Work to be completed » Search the data for "Option". Each line containing it is to be copied.

Data to examine »
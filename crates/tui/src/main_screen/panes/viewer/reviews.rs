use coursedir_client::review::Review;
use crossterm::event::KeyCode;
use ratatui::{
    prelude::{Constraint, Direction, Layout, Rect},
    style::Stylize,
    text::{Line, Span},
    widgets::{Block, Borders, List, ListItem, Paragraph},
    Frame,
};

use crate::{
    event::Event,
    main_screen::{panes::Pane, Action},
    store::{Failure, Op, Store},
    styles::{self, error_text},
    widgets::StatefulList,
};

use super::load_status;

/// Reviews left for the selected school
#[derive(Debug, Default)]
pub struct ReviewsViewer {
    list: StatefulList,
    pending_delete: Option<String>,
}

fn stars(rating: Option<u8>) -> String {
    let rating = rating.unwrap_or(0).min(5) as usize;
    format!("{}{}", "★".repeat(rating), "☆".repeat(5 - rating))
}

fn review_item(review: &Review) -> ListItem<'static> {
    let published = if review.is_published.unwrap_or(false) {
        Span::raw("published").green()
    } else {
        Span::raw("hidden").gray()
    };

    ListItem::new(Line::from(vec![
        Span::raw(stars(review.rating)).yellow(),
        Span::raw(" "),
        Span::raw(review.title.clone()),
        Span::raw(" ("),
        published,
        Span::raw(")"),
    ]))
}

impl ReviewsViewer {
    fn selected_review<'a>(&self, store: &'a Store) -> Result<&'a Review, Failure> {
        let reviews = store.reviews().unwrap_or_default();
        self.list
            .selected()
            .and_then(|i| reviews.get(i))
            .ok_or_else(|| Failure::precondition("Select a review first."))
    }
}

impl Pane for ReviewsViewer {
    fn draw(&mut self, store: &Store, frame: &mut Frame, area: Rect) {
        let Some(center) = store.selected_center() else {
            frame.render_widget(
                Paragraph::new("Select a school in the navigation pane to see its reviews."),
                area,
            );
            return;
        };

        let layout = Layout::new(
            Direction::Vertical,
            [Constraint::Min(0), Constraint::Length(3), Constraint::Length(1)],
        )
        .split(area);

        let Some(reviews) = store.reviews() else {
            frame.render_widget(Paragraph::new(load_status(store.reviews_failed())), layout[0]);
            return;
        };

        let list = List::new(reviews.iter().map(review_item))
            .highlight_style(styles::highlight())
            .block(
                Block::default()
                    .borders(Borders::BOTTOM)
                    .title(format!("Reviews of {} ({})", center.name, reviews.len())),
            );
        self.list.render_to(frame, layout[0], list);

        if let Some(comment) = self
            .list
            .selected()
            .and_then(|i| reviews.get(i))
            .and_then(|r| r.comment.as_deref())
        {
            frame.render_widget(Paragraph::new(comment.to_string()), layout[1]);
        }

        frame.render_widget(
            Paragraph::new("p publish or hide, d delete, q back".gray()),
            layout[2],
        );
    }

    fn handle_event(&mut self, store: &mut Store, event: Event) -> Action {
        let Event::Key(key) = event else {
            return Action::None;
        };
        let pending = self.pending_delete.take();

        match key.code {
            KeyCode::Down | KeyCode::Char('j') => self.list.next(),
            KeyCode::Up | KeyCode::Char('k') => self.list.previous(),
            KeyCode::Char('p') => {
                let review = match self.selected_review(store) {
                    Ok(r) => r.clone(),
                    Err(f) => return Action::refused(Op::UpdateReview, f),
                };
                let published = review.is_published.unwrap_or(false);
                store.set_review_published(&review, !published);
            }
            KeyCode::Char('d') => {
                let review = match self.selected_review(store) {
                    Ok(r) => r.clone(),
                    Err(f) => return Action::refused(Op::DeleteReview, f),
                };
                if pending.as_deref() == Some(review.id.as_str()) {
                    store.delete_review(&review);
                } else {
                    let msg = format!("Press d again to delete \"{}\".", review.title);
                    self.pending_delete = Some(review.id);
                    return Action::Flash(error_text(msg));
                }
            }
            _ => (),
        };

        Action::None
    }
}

---

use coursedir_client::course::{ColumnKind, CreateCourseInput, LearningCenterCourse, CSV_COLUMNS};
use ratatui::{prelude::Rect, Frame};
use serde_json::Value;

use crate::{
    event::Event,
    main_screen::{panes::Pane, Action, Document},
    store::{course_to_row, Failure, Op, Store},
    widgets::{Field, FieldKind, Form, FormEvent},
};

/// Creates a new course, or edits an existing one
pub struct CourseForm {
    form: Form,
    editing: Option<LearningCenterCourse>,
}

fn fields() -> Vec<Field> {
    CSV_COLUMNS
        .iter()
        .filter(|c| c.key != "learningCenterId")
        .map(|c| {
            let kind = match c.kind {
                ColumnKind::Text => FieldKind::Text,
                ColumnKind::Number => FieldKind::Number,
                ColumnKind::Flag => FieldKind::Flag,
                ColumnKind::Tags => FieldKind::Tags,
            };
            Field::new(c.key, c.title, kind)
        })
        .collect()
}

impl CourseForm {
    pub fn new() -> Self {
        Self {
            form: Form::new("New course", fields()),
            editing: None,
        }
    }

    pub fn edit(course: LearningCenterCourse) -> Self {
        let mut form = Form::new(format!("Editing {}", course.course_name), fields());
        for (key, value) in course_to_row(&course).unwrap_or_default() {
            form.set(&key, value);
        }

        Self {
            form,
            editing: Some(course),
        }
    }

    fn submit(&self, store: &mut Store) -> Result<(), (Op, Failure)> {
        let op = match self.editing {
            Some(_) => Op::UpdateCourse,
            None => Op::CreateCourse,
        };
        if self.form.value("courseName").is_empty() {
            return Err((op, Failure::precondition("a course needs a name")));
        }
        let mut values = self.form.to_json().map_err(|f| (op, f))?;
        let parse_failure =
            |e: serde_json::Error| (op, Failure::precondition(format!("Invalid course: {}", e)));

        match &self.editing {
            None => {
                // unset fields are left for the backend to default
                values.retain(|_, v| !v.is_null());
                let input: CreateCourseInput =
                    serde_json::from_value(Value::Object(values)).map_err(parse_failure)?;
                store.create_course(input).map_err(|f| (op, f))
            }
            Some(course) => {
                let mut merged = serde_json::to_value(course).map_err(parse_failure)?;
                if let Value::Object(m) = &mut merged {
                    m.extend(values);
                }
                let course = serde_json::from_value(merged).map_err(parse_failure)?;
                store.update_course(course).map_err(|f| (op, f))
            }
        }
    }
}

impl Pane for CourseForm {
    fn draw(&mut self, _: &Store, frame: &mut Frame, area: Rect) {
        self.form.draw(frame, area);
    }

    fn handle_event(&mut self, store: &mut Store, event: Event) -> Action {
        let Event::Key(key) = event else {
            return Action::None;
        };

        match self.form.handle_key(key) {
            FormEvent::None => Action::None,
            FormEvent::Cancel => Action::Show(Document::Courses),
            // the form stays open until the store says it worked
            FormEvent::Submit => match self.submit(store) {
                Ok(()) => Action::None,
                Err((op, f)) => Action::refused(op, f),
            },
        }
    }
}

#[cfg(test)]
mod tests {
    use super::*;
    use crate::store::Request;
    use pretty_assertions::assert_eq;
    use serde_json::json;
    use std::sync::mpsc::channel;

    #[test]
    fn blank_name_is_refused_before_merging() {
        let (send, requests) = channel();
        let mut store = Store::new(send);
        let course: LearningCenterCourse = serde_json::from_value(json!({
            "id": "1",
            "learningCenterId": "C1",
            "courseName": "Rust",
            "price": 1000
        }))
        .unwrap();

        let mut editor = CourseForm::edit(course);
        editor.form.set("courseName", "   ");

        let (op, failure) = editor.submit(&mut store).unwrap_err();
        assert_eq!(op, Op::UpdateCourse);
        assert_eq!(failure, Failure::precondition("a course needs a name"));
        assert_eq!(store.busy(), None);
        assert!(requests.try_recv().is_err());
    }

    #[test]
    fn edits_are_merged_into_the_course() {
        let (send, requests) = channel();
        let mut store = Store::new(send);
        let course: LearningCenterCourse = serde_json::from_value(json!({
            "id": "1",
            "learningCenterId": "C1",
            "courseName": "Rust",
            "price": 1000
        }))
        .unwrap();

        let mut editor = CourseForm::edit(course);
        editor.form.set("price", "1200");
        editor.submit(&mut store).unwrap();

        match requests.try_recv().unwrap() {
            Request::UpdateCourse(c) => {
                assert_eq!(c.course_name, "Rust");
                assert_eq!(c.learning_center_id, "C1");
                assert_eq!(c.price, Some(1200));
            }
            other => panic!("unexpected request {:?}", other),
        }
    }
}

Output »
    pending_delete: Option<String>,
fn stars(rating: Option<u8>) -> String {
    editing: Option<LearningCenterCourse>,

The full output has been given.